- [What you need to do]: Hunt for the word "Relevance" across the entries below, copying each line that holds it.

- [Data records]:
Start of Block

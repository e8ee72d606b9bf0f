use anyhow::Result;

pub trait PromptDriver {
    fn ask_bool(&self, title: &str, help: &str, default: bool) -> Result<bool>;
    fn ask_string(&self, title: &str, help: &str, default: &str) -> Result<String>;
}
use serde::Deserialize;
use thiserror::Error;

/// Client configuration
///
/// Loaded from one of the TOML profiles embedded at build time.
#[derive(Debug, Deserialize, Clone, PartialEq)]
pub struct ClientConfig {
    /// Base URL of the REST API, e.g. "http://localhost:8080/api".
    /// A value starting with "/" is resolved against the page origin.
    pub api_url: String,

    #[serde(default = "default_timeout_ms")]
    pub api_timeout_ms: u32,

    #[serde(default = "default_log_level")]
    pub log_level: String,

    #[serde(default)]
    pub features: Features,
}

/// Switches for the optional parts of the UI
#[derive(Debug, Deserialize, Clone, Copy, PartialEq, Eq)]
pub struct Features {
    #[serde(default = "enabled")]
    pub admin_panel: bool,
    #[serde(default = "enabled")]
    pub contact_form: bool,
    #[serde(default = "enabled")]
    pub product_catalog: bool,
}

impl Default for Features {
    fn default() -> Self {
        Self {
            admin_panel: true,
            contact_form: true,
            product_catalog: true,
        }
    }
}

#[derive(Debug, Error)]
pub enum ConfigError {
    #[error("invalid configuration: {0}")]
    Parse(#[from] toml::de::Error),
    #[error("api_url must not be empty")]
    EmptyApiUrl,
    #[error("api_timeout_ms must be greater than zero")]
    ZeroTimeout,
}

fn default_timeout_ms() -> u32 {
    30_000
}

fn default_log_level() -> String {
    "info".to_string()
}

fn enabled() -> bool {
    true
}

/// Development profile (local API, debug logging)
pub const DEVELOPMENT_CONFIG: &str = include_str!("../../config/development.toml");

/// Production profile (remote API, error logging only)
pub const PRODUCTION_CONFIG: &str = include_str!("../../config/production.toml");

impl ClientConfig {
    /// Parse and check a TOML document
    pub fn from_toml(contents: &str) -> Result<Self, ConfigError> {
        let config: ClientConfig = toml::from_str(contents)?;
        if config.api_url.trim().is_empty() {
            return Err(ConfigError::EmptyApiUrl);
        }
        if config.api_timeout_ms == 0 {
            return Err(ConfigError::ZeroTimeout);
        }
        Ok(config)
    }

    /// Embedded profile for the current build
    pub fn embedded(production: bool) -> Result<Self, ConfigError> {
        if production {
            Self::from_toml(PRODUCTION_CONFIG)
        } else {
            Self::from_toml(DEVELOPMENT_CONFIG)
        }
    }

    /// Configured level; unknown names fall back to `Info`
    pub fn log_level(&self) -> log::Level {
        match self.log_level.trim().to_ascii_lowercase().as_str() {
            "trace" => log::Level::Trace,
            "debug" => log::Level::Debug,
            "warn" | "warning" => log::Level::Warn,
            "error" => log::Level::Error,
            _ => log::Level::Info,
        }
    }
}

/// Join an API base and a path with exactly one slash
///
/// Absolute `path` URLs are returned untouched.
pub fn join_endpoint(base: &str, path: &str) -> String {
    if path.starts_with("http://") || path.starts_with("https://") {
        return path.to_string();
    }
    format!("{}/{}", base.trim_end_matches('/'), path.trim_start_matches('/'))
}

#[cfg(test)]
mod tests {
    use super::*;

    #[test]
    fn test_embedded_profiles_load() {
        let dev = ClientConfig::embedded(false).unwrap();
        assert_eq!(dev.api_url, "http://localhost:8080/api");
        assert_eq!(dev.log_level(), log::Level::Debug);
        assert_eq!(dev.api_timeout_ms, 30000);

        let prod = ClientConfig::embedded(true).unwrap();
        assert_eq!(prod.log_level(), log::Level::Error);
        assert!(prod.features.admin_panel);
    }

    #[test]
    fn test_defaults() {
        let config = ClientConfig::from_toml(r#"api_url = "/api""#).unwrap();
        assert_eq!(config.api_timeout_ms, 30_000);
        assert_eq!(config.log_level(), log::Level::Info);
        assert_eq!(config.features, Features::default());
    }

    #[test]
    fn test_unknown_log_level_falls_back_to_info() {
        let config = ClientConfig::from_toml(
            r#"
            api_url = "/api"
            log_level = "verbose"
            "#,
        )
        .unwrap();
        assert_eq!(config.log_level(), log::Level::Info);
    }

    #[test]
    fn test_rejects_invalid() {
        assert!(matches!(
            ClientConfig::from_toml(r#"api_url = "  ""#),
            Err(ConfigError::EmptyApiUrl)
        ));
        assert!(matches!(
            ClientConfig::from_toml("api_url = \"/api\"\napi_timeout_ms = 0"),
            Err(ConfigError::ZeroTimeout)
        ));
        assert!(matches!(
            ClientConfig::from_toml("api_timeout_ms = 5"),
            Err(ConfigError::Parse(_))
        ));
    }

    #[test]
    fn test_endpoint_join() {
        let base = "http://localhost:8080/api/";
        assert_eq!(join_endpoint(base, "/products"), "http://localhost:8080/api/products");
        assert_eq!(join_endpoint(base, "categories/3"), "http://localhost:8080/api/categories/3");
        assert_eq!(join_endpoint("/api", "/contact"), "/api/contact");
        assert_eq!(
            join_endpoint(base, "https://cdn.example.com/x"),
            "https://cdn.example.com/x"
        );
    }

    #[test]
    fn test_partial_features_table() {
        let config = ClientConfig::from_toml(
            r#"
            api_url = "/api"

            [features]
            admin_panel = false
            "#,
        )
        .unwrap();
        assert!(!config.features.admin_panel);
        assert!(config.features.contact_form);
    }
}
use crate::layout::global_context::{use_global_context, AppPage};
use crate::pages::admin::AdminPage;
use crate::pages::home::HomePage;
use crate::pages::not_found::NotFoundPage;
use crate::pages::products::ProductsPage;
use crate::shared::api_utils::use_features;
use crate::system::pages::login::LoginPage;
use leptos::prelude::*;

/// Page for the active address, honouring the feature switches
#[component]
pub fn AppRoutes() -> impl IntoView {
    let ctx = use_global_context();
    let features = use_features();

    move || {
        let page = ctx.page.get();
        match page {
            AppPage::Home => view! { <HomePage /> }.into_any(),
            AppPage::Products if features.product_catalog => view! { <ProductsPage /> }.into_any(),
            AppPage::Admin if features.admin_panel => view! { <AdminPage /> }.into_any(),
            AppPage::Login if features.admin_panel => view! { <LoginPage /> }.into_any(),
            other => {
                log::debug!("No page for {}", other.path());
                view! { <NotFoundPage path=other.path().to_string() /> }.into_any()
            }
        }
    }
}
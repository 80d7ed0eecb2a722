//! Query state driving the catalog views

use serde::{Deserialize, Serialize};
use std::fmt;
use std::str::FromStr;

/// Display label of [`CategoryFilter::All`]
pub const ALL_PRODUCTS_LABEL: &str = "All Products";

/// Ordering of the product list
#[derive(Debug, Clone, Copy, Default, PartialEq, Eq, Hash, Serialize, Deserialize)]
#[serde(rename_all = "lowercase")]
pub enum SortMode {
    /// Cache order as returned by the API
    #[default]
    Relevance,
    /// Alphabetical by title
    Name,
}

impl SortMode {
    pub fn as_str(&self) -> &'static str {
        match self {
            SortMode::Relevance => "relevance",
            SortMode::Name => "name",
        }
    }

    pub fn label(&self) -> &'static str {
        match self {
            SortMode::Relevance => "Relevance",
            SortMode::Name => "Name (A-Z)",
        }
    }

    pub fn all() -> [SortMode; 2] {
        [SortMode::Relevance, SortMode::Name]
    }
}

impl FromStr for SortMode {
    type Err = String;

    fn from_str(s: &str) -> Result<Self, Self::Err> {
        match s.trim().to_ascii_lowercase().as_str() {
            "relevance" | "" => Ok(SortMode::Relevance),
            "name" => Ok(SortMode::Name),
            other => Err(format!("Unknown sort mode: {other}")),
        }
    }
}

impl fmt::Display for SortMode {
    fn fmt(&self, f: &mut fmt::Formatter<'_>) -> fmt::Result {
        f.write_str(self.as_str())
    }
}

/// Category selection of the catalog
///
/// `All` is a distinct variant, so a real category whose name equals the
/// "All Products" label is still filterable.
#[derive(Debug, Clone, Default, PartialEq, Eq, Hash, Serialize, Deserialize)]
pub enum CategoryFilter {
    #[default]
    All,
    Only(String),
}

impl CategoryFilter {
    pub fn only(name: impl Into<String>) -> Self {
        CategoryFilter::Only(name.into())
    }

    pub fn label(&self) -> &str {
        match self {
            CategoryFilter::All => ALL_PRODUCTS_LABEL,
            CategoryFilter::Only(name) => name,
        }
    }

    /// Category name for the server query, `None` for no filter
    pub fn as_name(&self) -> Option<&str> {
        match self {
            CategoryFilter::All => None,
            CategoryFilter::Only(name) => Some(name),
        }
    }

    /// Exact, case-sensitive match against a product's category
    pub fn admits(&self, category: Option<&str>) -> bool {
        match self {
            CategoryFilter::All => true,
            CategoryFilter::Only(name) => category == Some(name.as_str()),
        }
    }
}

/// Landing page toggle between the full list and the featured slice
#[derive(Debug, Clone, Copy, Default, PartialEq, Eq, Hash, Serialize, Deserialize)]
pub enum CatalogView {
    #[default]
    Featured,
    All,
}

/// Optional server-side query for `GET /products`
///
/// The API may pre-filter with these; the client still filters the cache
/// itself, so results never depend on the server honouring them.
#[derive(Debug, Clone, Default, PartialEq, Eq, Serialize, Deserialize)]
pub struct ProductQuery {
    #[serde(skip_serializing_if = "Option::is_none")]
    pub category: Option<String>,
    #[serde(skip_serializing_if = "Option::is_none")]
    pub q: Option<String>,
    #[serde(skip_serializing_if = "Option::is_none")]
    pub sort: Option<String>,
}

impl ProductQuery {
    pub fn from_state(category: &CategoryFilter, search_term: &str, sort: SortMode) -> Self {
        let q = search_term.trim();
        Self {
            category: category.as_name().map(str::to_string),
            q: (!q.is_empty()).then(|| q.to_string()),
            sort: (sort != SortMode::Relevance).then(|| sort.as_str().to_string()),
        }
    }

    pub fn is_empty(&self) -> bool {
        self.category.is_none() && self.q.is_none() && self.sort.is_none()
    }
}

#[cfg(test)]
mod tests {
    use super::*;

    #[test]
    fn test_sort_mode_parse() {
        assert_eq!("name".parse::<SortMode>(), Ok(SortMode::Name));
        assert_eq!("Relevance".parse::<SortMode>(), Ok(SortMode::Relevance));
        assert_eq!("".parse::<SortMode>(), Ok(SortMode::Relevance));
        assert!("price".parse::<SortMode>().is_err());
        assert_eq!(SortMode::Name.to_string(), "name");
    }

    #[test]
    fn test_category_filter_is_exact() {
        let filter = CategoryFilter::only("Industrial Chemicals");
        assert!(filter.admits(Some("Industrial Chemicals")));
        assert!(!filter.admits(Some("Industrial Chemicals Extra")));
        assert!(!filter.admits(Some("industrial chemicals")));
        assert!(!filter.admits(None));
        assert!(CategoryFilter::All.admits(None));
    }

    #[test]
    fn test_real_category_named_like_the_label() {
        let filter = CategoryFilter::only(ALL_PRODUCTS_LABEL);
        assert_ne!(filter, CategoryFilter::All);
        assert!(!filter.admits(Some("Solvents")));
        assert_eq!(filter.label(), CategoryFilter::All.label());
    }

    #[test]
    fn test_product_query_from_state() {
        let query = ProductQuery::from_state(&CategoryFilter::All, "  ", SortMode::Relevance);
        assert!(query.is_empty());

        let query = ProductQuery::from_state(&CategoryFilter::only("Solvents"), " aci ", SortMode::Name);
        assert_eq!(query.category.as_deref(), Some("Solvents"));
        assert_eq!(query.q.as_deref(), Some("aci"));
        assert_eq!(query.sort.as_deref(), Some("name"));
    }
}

End of Block

- [Answer below]:
    Relevance,
            SortMode::Relevance => "relevance",
            SortMode::Relevance => "Relevance",
        [SortMode::Relevance, SortMode::Name]
            "relevance" | "" => Ok(SortMode::Relevance),
            sort: (sort != SortMode::Relevance).then(|| sort.as_str().to_string()),
        assert_eq!("Relevance".parse::<SortMode>(), Ok(SortMode::Relevance));
        assert_eq!("".parse::<SortMode>(), Ok(SortMode::Relevance));
        let query = ProductQuery::from_state(&CategoryFilter::All, "  ", SortMode::Relevance);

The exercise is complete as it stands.